L'immeuble où créchait Magnol est situé rue de la Convention, dans le Quinzième.

Sa mother répond présent à mon coup de sonnette. Elle est infiniment moins âgée que sa voix ne le laissait supposer au bigophone. Soixante balais environ, mais elle souffre d'une maladie des ficelles vocales et parle comme si elle avait son bonnet de nuit dans le clapoir.

Femme très agréable au demeurant. En me découvrant sur son paillasson, tout son être irradie rose.

— Vous, monsieur San-Antonio ! s'exclame-t-elle avec une joyeuseté qui me mine.

Je souhaiterais montrer de l'entrain, mais sachant quel énorme chagrin la guette, j'ai l'âme crispée, kif le frifri d'une vierge le soir de ses noces[21]. Lui souris néanmoins.

Cette personne a conservé une taille d'ado et un visage bourré de charme jusqu'aux oreilles. C'est précisément dans cette région que les rides commencent à se grouper. Un léger fond de teint et il n'y paraîtrait plus. Ses yeux bleus sont vifs, sa bouche sensuelle et ses flotteurs terriblement tentants. En toute autre circonstance, tu sais que je lui ferais volontiers deux doigts de cour ? Trois même, au besoin !

J'ai toujours été branché par les dames automnales : elles m'excitent. Il y a dans leur être une sorte d'appel muet. Leur résignation n'est qu'apparente. Des incendies non circonscrits continuent de brandonner dans leur corps.

— Vous prendrez bien un verre de porto ? propose-t-elle.

— Avec plaisir.

Elle sort deux verres taillés d'un buffet. Je la regarde s'activer et mon cœur se serre. Les drames nous télescopent à l'improviste. A un moment où l'existence paraissait fonctionner normalement, sans bruits inquiétants, sans trépidations.

J'hésite. Peut-être devrais-je la préparer doucement, lui confier que j'ai des inquiétudes à propos de son garçon. D'un autre côté, je me dis qu'elle vit sans aucun doute ses ultimes instants relaxes. APRÈS, plus rien ne sera jamais pareil.

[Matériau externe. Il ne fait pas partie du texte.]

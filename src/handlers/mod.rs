pub mod health;
pub mod lucky_draw;
pub mod user;

pub use health::health_config;
pub use lucky_draw::lucky_draw_config;
pub use user::user_config;
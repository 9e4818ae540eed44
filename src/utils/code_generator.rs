use super::RandomSource;

/// 兑奖码字节数 (64 bit 熵, 16 位十六进制)
pub const CLAIM_CODE_BYTES: usize = 8;

/// 生成兑奖码：随机字节渲染为小写十六进制
pub fn generate_claim_code(rng: &dyn RandomSource) -> String {
    let mut bytes = [0u8; CLAIM_CODE_BYTES];
    rng.fill_bytes(&mut bytes);
    hex::encode(bytes)
}
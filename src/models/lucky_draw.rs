use chrono::{DateTime, NaiveDate, Utc};
use serde::{Deserialize, Serialize};
use utoipa::ToSchema;
use uuid::Uuid;

use crate::entities::{
    AwardStatus, reward_entity as reward, spin_attempt_entity as spin,
    user_reward_entity as user_reward,
};

/// 奖品展示信息（不暴露权重与库存）
#[derive(Debug, Clone, Serialize, ToSchema)]
pub struct RewardResponse {
    pub id: Uuid,
    pub name: String,
    pub description: Option<String>,
    /// "none" 表示谢谢参与
    pub reward_type: Option<String>,
    pub value: Option<f64>,
    pub is_active: bool,
}

impl From<reward::Model> for RewardResponse {
    fn from(m: reward::Model) -> Self {
        RewardResponse {
            id: m.id,
            name: m.name,
            description: m.description,
            reward_type: m.reward_type,
            value: m.value,
            is_active: m.is_active,
        }
    }
}

/// 抽奖 (Spin) 响应
#[derive(Debug, Clone, Serialize, ToSchema)]
pub struct SpinResponse {
    pub success: bool,
    /// 抽中的奖品 (可能是谢谢参与)
    pub reward: RewardResponse,
    pub message: String,
    /// 仅实际奖品返回
    #[serde(skip_serializing_if = "Option::is_none")]
    pub claim_code: Option<String>,
    #[serde(skip_serializing_if = "Option::is_none")]
    pub expires_at: Option<DateTime<Utc>>,
    /// 当日已用次数 (含本次)
    pub attempts_used: i32,
    pub remaining_spins: i32,
}

/// 兑奖请求
#[derive(Debug, Clone, Deserialize, Serialize, ToSchema)]
pub struct ClaimRewardRequest {
    pub claim_code: String,
}

/// 中奖记录对外状态; expired 由 expires_at 推导
#[derive(Debug, Clone, Copy, Serialize, PartialEq, Eq, ToSchema)]
#[serde(rename_all = "snake_case")]
pub enum UserRewardStatus {
    Pending,
    Claimed,
    Expired,
}

impl UserRewardStatus {
    pub fn derive(status: AwardStatus, expires_at: DateTime<Utc>, now: DateTime<Utc>) -> Self {
        match status {
            AwardStatus::Claimed => UserRewardStatus::Claimed,
            AwardStatus::Pending if now > expires_at => UserRewardStatus::Expired,
            AwardStatus::Pending => UserRewardStatus::Pending,
        }
    }
}

/// 中奖记录响应
#[derive(Debug, Clone, Serialize, ToSchema)]
pub struct UserRewardResponse {
    pub id: Uuid,
    pub reward_id: Uuid,
    #[serde(skip_serializing_if = "Option::is_none")]
    pub reward: Option<RewardResponse>,
    pub status: UserRewardStatus,
    pub claim_code: String,
    pub expires_at: DateTime<Utc>,
    pub claimed_at: Option<DateTime<Utc>>,
    pub created_at: DateTime<Utc>,
}

impl UserRewardResponse {
    pub fn new(
        m: user_reward::Model,
        reward: Option<reward::Model>,
        now: DateTime<Utc>,
    ) -> Self {
        UserRewardResponse {
            id: m.id,
            reward_id: m.reward_id,
            reward: reward.map(Into::into),
            status: UserRewardStatus::derive(m.status, m.expires_at, now),
            claim_code: m.claim_code,
            expires_at: m.expires_at,
            claimed_at: m.claimed_at,
            created_at: m.created_at,
        }
    }
}

/// 兑奖响应
#[derive(Debug, Clone, Serialize, ToSchema)]
pub struct ClaimRewardResponse {
    pub message: String,
    pub reward: UserRewardResponse,
}

/// 当日剩余次数
#[derive(Debug, Clone, Serialize, ToSchema)]
pub struct RemainingSpinsResponse {
    pub remaining_spins: i32,
    pub total_daily_spins: i32,
    pub spins_used_today: i32,
    pub last_spin: Option<DateTime<Utc>>,
    pub can_spin_today: bool,
    /// 参考时区下的当天日期
    pub today: NaiveDate,
}

/// 抽奖历史 (按参考日)
#[derive(Debug, Clone, Serialize, ToSchema)]
pub struct SpinHistoryItem {
    pub attempt_date: NaiveDate,
    pub attempts_count: i32,
    pub last_attempt: DateTime<Utc>,
}

impl From<spin::Model> for SpinHistoryItem {
    fn from(m: spin::Model) -> Self {
        SpinHistoryItem {
            attempt_date: m.attempt_date,
            attempts_count: m.attempts_count,
            last_attempt: m.last_attempt,
        }
    }
}

/// 用户抽奖统计
#[derive(Debug, Clone, Default, Serialize, ToSchema)]
pub struct UserRewardStats {
    pub total_spins: i64,
    pub total_wins: i64,
    pub pending_rewards: i64,
    pub claimed_rewards: i64,
    pub expired_rewards: i64,
}

/// 中奖记录查询参数
#[derive(Debug, Clone, Deserialize, Serialize, ToSchema)]
pub struct UserRewardQuery {
    /// 页码 (默认 1)
    pub page: Option<u32>,
    /// 每页数量 (默认 20)
    pub per_page: Option<u32>,
}

#[cfg(test)]
mod tests {
    use super::*;
    use chrono::Duration;

    #[test]
    fn test_derived_status() {
        let now = Utc::now();
        let later = now + Duration::days(1);
        let earlier = now - Duration::seconds(1);

        assert_eq!(
            UserRewardStatus::derive(AwardStatus::Pending, later, now),
            UserRewardStatus::Pending
        );
        assert_eq!(
            UserRewardStatus::derive(AwardStatus::Pending, earlier, now),
            UserRewardStatus::Expired
        );
        // 已兑换的不因过期而改变
        assert_eq!(
            UserRewardStatus::derive(AwardStatus::Claimed, earlier, now),
            UserRewardStatus::Claimed
        );
    }
}
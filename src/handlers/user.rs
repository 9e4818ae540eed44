use crate::error::AppError;
use crate::middlewares::current_user_id;
use crate::models::*;
use crate::services::{ClaimService, LuckyDrawService};
use actix_web::{HttpRequest, HttpResponse, ResponseError, Result, web};

#[utoipa::path(
    get,
    path = "/user/rewards",
    tag = "user",
    params(
        ("page" = Option<u32>, Query, description = "页码 (默认1)"),
        ("per_page" = Option<u32>, Query, description = "每页数量 (默认20, 最大100)")
    ),
    security(
        ("bearer_auth" = [])
    ),
    responses(
        (status = 200, description = "获取中奖记录成功", body = UserRewardPageResponse),
        (status = 401, description = "未授权")
    )
)]
/// 分页获取用户中奖记录（倒序, 状态含 expired）
pub async fn get_rewards(
    service: web::Data<ClaimService>,
    req: HttpRequest,
    query: web::Query<UserRewardQuery>,
) -> Result<HttpResponse> {
    let Some(user_id) = current_user_id(&req) else {
        return Ok(AppError::AuthError("Unauthorized".into()).error_response());
    };
    match service.list_user_rewards(user_id, &query.into_inner()).await {
        Ok(page) => Ok(HttpResponse::Ok().json(ApiResponse::success(page))),
        Err(e) => Ok(e.error_response()),
    }
}

#[utoipa::path(
    get,
    path = "/user/stats",
    tag = "user",
    security(
        ("bearer_auth" = [])
    ),
    responses(
        (status = 200, description = "获取抽奖统计成功", body = UserRewardStats),
        (status = 401, description = "未授权")
    )
)]
pub async fn get_stats(
    service: web::Data<LuckyDrawService>,
    req: HttpRequest,
) -> Result<HttpResponse> {
    let Some(user_id) = current_user_id(&req) else {
        return Ok(AppError::AuthError("Unauthorized".into()).error_response());
    };
    match service.user_stats(user_id).await {
        Ok(stats) => Ok(HttpResponse::Ok().json(ApiResponse::success(stats))),
        Err(e) => Ok(e.error_response()),
    }
}

pub fn user_config(cfg: &mut web::ServiceConfig) {
    cfg.service(
        web::scope("/user")
            .route("/rewards", web::get().to(get_rewards))
            .route("/stats", web::get().to(get_stats)),
    );
}
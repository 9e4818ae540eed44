use actix_cors::Cors;

pub fn create_cors() -> Cors {
    Cors::default()
        // 前端与移动端共用, 不限制来源
        .allowed_origin_fn(|_, _req_head| true)
        .allowed_methods(vec!["GET", "POST", "OPTIONS"])
        .allow_any_header()
        .max_age(3600)
}
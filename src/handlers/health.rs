use crate::models::{ApiResponse, HealthResponse};
use actix_web::{HttpResponse, Result, web};

#[utoipa::path(
    get,
    path = "/health",
    tag = "health",
    responses(
        (status = 200, description = "服务正常", body = HealthResponse)
    )
)]
pub async fn health() -> Result<HttpResponse> {
    Ok(HttpResponse::Ok().json(ApiResponse::success(HealthResponse {
        status: "ok".into(),
        message: "Lucky draw service is running".into(),
    })))
}

pub fn health_config(cfg: &mut web::ServiceConfig) {
    cfg.route("/health", web::get().to(health));
}
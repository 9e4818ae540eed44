use std::time::Duration;

use crate::config::DatabaseConfig;
use crate::error::AppResult;
use migration::{Migrator, MigratorTrait};
use sea_orm::{
    ConnAcquireErr, ConnectOptions, ConnectionTrait, Database, DatabaseBackend,
    DatabaseConnection, DatabaseTransaction, DbErr, RuntimeErr, Statement, TransactionTrait,
};

/// PostgreSQL lock_not_available (lock_timeout 触发)
const PG_LOCK_NOT_AVAILABLE: &str = "55P03";
/// SQLite SQLITE_BUSY
const SQLITE_BUSY: &str = "5";

pub type DbPool = DatabaseConnection;

pub async fn create_pool(config: &DatabaseConfig) -> AppResult<DbPool> {
    let mut opts = ConnectOptions::new(config.url.clone());
    opts.max_connections(config.max_connections)
        .connect_timeout(Duration::from_secs(config.connect_timeout_secs))
        .acquire_timeout(Duration::from_secs(config.acquire_timeout_secs))
        .sqlx_logging(false);

    let pool = Database::connect(opts).await?;
    Ok(pool)
}

pub async fn run_migrations(pool: &DbPool) -> AppResult<()> {
    Migrator::up(pool, None).await?;
    Ok(())
}

/// 事务级超时 (仅 PostgreSQL 生效)
#[derive(Debug, Clone, Copy, Default)]
pub struct TxnTimeouts {
    pub lock_timeout_ms: u64,
    pub statement_timeout_ms: u64,
}

impl From<&DatabaseConfig> for TxnTimeouts {
    fn from(cfg: &DatabaseConfig) -> Self {
        Self {
            lock_timeout_ms: cfg.lock_timeout_ms,
            statement_timeout_ms: cfg.statement_timeout_ms,
        }
    }
}

/// 开启事务并设置 `SET LOCAL` 超时, 保证锁等待不会无限阻塞
pub async fn begin_bounded(
    pool: &DbPool,
    timeouts: TxnTimeouts,
) -> Result<DatabaseTransaction, DbErr> {
    let txn = pool.begin().await?;
    if pool.get_database_backend() == DatabaseBackend::Postgres {
        if timeouts.lock_timeout_ms > 0 {
            txn.execute(Statement::from_string(
                DatabaseBackend::Postgres,
                format!("SET LOCAL lock_timeout = '{}ms'", timeouts.lock_timeout_ms),
            ))
            .await?;
        }
        if timeouts.statement_timeout_ms > 0 {
            txn.execute(Statement::from_string(
                DatabaseBackend::Postgres,
                format!(
                    "SET LOCAL statement_timeout = '{}ms'",
                    timeouts.statement_timeout_ms
                ),
            ))
            .await?;
        }
    }
    Ok(txn)
}

/// 是否为锁等待/取连接超时 (PostgreSQL 55P03 / SQLite busy / 连接池)
pub fn is_lock_timeout(err: &DbErr) -> bool {
    match err {
        DbErr::ConnectionAcquire(ConnAcquireErr::Timeout) => true,
        DbErr::Query(RuntimeErr::SqlxError(sea_orm::SqlxError::Database(e)))
        | DbErr::Exec(RuntimeErr::SqlxError(sea_orm::SqlxError::Database(e))) => matches!(
            e.code().as_deref(),
            Some(PG_LOCK_NOT_AVAILABLE) | Some(SQLITE_BUSY)
        ),
        _ => false,
    }
}

#[cfg(test)]
mod tests {
    use super::*;

    #[test]
    fn test_is_lock_timeout() {
        assert!(is_lock_timeout(&DbErr::ConnectionAcquire(
            ConnAcquireErr::Timeout
        )));
        assert!(!is_lock_timeout(&DbErr::ConnectionAcquire(
            ConnAcquireErr::ConnectionClosed
        )));
        // 只看错误结构, 不按消息文本匹配
        assert!(!is_lock_timeout(&DbErr::Custom("request timed out".into())));
        assert!(!is_lock_timeout(&DbErr::Custom(
            "canceling statement due to lock timeout".into()
        )));
        assert!(!is_lock_timeout(&DbErr::RecordNotFound("reward".into())));
    }
}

Et si je lui apportais un peu de bonheur ?

Son porto n'est pas de la drouillasse d'épicier, mais un vrai vintage vieux de dix ans.

Lui en fais compliment.

— Vous souffrez d'une affection de la gorge ? lui demandé-je.

Elle hoche la tête.

— On m'a opérée, il y a dix ans.

Elle attend que je bonnisse l'objet de ma visite.

Une lampée et je plonge :

— Maurice est sur une enquête délicate, chère madame. Un gros ennui de santé, vous l'avez lu dans les journaux, m'a éloigné quelque temps de nos problèmes. Ne sachant où le joindre, j'ai pensé que j'obtiendrais vraisemblablement des indications à son domicile. Verriez-vous un inconvénient à ce que je jette un coup d'œil à sa chambre ?

— Pas le moins du monde.

Elle ajoute :

— Je suis inquiète car il ne m'a pas appelée depuis son départ.

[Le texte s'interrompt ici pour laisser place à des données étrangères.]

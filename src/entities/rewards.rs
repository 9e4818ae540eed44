use chrono::{DateTime, Utc};
use sea_orm::entity::prelude::*;
use serde::{Deserialize, Serialize};

/// reward_type 取该值时表示"谢谢参与"
pub const NO_PRIZE_TYPE: &str = "none";

/// 奖池配置实体
/// 概念说明:
/// - probability: 相对权重, 抽中概率 = probability / 可用奖品权重之和
/// - total_available: 总库存 (NULL 表示无限)
/// - total_claimed: 已发放数量, 仅由抽奖流程原子递增
/// - reward_type: 'none' 表示未中奖, 其它值 (或 NULL) 为实际奖品
#[derive(Clone, Debug, PartialEq, DeriveEntityModel, Serialize, Deserialize)]
#[sea_orm(table_name = "rewards")]
pub struct Model {
    #[sea_orm(primary_key, auto_increment = false)]
    pub id: Uuid,
    pub name: String,
    #[sea_orm(column_type = "Text", nullable)]
    pub description: Option<String>,
    pub reward_type: Option<String>,
    /// 奖品面值/积分
    pub value: Option<f64>,
    pub probability: f64,
    pub total_available: Option<i32>,
    pub total_claimed: i32,
    pub is_active: bool,
    pub created_at: DateTime<Utc>,
    pub updated_at: DateTime<Utc>,
}

/// 奖品的两种形态：未中奖 / 实际奖品
#[derive(Clone, Copy, Debug, PartialEq)]
pub enum RewardKind {
    NoPrize,
    Real {
        value: Option<f64>,
        total_available: Option<i32>,
    },
}

impl Model {
    pub fn kind(&self) -> RewardKind {
        match self.reward_type.as_deref() {
            Some(NO_PRIZE_TYPE) => RewardKind::NoPrize,
            _ => RewardKind::Real {
                value: self.value,
                total_available: self.total_available,
            },
        }
    }

    /// 是否还有库存 (无限库存或已发放 < 总量)
    pub fn is_available(&self) -> bool {
        match self.total_available {
            None => true,
            Some(cap) => self.total_claimed < cap,
        }
    }
}

#[derive(Copy, Clone, Debug, EnumIter, DeriveRelation)]
pub enum Relation {
    #[sea_orm(has_many = "super::user_rewards::Entity")]
    UserRewards,
}

impl Related<super::user_rewards::Entity> for Entity {
    fn to() -> RelationDef {
        Relation::UserRewards.def()
    }
}

impl ActiveModelBehavior for ActiveModel {}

— Vous savez, en Angleterre rien ne se passe comme ailleurs.

Je suis parvenu à prendre un ton léger qui la rassure momentanément. Elle se lève et me guide jusqu'à une porte peinte en imitation bois, bien qu'elle soit en bois !

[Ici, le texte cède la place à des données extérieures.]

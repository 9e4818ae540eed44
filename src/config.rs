use serde::{Deserialize, Serialize};
use std::env;

#[derive(Debug, Clone, Serialize, Deserialize)]
pub struct Config {
    pub server: ServerConfig,
    pub database: DatabaseConfig,
    pub jwt: JwtConfig,
    #[serde(default)]
    pub lucky_draw: LuckyDrawConfig,
}

#[derive(Debug, Clone, Serialize, Deserialize)]
pub struct ServerConfig {
    pub host: String,
    pub port: u16,
}

#[derive(Debug, Clone, Serialize, Deserialize)]
pub struct DatabaseConfig {
    pub url: String,
    pub max_connections: u32,
    #[serde(default = "default_connect_timeout_secs")]
    pub connect_timeout_secs: u64,
    #[serde(default = "default_acquire_timeout_secs")]
    pub acquire_timeout_secs: u64,
    /// PostgreSQL `lock_timeout` (毫秒)，0 表示不设置
    #[serde(default = "default_lock_timeout_ms")]
    pub lock_timeout_ms: u64,
    /// PostgreSQL `statement_timeout` (毫秒)，0 表示不设置
    #[serde(default = "default_statement_timeout_ms")]
    pub statement_timeout_ms: u64,
}

#[derive(Debug, Clone, Serialize, Deserialize)]
pub struct JwtConfig {
    pub secret: String,
    pub access_token_expires_in: i64, // seconds
}

/// 抽奖相关配置
#[derive(Debug, Clone, Serialize, Deserialize)]
pub struct LuckyDrawConfig {
    /// 每个用户每个自然日可抽奖次数
    #[serde(default = "default_daily_spin_limit")]
    pub daily_spin_limit: i32,
    /// 中奖后兑奖码有效天数
    #[serde(default = "default_claim_expiry_days")]
    pub claim_expiry_days: i64,
    /// 参考时区 (相对 UTC 的分钟偏移)，默认 +05:30
    #[serde(default = "default_utc_offset_minutes")]
    pub utc_offset_minutes: i32,
    /// 抽奖历史返回的天数
    #[serde(default = "default_history_days")]
    pub history_days: i64,
}

impl Default for LuckyDrawConfig {
    fn default() -> Self {
        Self {
            daily_spin_limit: default_daily_spin_limit(),
            claim_expiry_days: default_claim_expiry_days(),
            utc_offset_minutes: default_utc_offset_minutes(),
            history_days: default_history_days(),
        }
    }
}

fn default_connect_timeout_secs() -> u64 {
    10
}

fn default_acquire_timeout_secs() -> u64 {
    5
}

fn default_lock_timeout_ms() -> u64 {
    3_000
}

fn default_statement_timeout_ms() -> u64 {
    10_000
}

fn default_daily_spin_limit() -> i32 {
    3
}

fn default_claim_expiry_days() -> i64 {
    7
}

fn default_utc_offset_minutes() -> i32 {
    330
}

fn default_history_days() -> i64 {
    30
}

impl LuckyDrawConfig {
    pub fn validate(&self) -> Result<(), String> {
        if self.daily_spin_limit < 1 {
            return Err(format!(
                "lucky_draw.daily_spin_limit 必须大于 0: {}",
                self.daily_spin_limit
            ));
        }
        if self.claim_expiry_days < 1 {
            return Err(format!(
                "lucky_draw.claim_expiry_days 必须大于 0: {}",
                self.claim_expiry_days
            ));
        }
        // FixedOffset 只接受 (-24h, 24h)
        if self.utc_offset_minutes.abs() >= 24 * 60 {
            return Err(format!(
                "lucky_draw.utc_offset_minutes 超出范围: {}",
                self.utc_offset_minutes
            ));
        }
        if self.history_days < 1 {
            return Err(format!(
                "lucky_draw.history_days 必须大于 0: {}",
                self.history_days
            ));
        }
        Ok(())
    }
}

impl Config {
    pub fn from_toml() -> Result<Self, Box<dyn std::error::Error>> {
        let config_path = env::var("CONFIG_PATH").unwrap_or_else(|_| "config.toml".to_string());
        use std::io::ErrorKind;

        // 尝试读取配置文件，如果不存在则完全依赖环境变量
        let config_result = std::fs::read_to_string(&config_path);

        let mut config: Config = match config_result {
            Ok(config_str) => Self::parse(&config_str)?,
            Err(e) if e.kind() == ErrorKind::NotFound => {
                fn get_env(name: &str) -> Option<String> {
                    env::var(name).ok()
                }
                fn get_env_parse<T: std::str::FromStr>(name: &str, default: T) -> T {
                    env::var(name)
                        .ok()
                        .and_then(|v| v.parse::<T>().ok())
                        .unwrap_or(default)
                }

                // 数据库 URL 在无配置文件时必须提供
                let database_url = get_env("DATABASE_URL")
                    .ok_or("缺少 DATABASE_URL 环境变量，且未找到配置文件 config.toml")?;

                Config {
                    server: ServerConfig {
                        host: get_env("SERVER_HOST").unwrap_or_else(|| "0.0.0.0".to_string()),
                        port: get_env_parse("SERVER_PORT", 8080u16),
                    },
                    database: DatabaseConfig {
                        url: database_url,
                        max_connections: get_env_parse("DB_MAX_CONNECTIONS", 10u32),
                        connect_timeout_secs: default_connect_timeout_secs(),
                        acquire_timeout_secs: default_acquire_timeout_secs(),
                        lock_timeout_ms: default_lock_timeout_ms(),
                        statement_timeout_ms: default_statement_timeout_ms(),
                    },
                    jwt: JwtConfig {
                        secret: get_env("JWT_SECRET")
                            .unwrap_or_else(|| "change-me-in-production".to_string()),
                        access_token_expires_in: get_env_parse("JWT_ACCESS_EXPIRES_IN", 86_400i64),
                    },
                    lucky_draw: LuckyDrawConfig::default(),
                }
            }
            Err(e) => {
                return Err(format!("无法读取配置文件 {config_path}: {e}").into());
            }
        };

        // 环境变量覆盖（即便文件存在时也覆盖）
        config.apply_env_overrides();
        config.lucky_draw.validate()?;

        Ok(config)
    }

    pub fn parse(config_str: &str) -> Result<Self, Box<dyn std::error::Error>> {
        let config: Config =
            toml::from_str(config_str).map_err(|e| format!("解析配置文件失败: {e}"))?;
        Ok(config)
    }

    fn apply_env_overrides(&mut self) {
        self.apply_overrides(|name| env::var(name).ok());
    }

    /// 按变量名覆盖配置项, `get` 返回 None 表示未设置
    fn apply_overrides(&mut self, get: impl Fn(&str) -> Option<String>) {
        if let Some(v) = get("SERVER_HOST") {
            self.server.host = v;
        }
        if let Some(v) = get("SERVER_PORT")
            && let Ok(p) = v.parse()
        {
            self.server.port = p;
        }
        if let Some(v) = get("DATABASE_URL") {
            self.database.url = v;
        }
        if let Some(v) = get("DB_MAX_CONNECTIONS")
            && let Ok(mc) = v.parse()
        {
            self.database.max_connections = mc;
        }
        if let Some(v) = get("DB_LOCK_TIMEOUT_MS")
            && let Ok(n) = v.parse()
        {
            self.database.lock_timeout_ms = n;
        }
        if let Some(v) = get("DB_STATEMENT_TIMEOUT_MS")
            && let Ok(n) = v.parse()
        {
            self.database.statement_timeout_ms = n;
        }
        if let Some(v) = get("JWT_SECRET") {
            self.jwt.secret = v;
        }
        if let Some(v) = get("JWT_ACCESS_EXPIRES_IN")
            && let Ok(n) = v.parse()
        {
            self.jwt.access_token_expires_in = n;
        }

        // Lucky draw
        if let Some(v) = get("LUCKY_DRAW_DAILY_SPIN_LIMIT")
            && let Ok(n) = v.parse()
        {
            self.lucky_draw.daily_spin_limit = n;
        }
        if let Some(v) = get("LUCKY_DRAW_CLAIM_EXPIRY_DAYS")
            && let Ok(n) = v.parse()
        {
            self.lucky_draw.claim_expiry_days = n;
        }
        if let Some(v) = get("LUCKY_DRAW_UTC_OFFSET_MINUTES")
            && let Ok(n) = v.parse()
        {
            self.lucky_draw.utc_offset_minutes = n;
        }
        if let Some(v) = get("LUCKY_DRAW_HISTORY_DAYS")
            && let Ok(n) = v.parse()
        {
            self.lucky_draw.history_days = n;
        }
    }
}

La carrée de mon éphémère collaborateur n'est pas très vaste et me rappelle la mienne. Même lit de bois, haut sur pattes, même rideaux ajourés aux fenêtres, même fauteuil voltaire. Curieusement, c'est ici que la mort de Magnol me frappe de plein fouet. Je le connaissais superficiellement, mais il est évident que nous avions un tas de points communs.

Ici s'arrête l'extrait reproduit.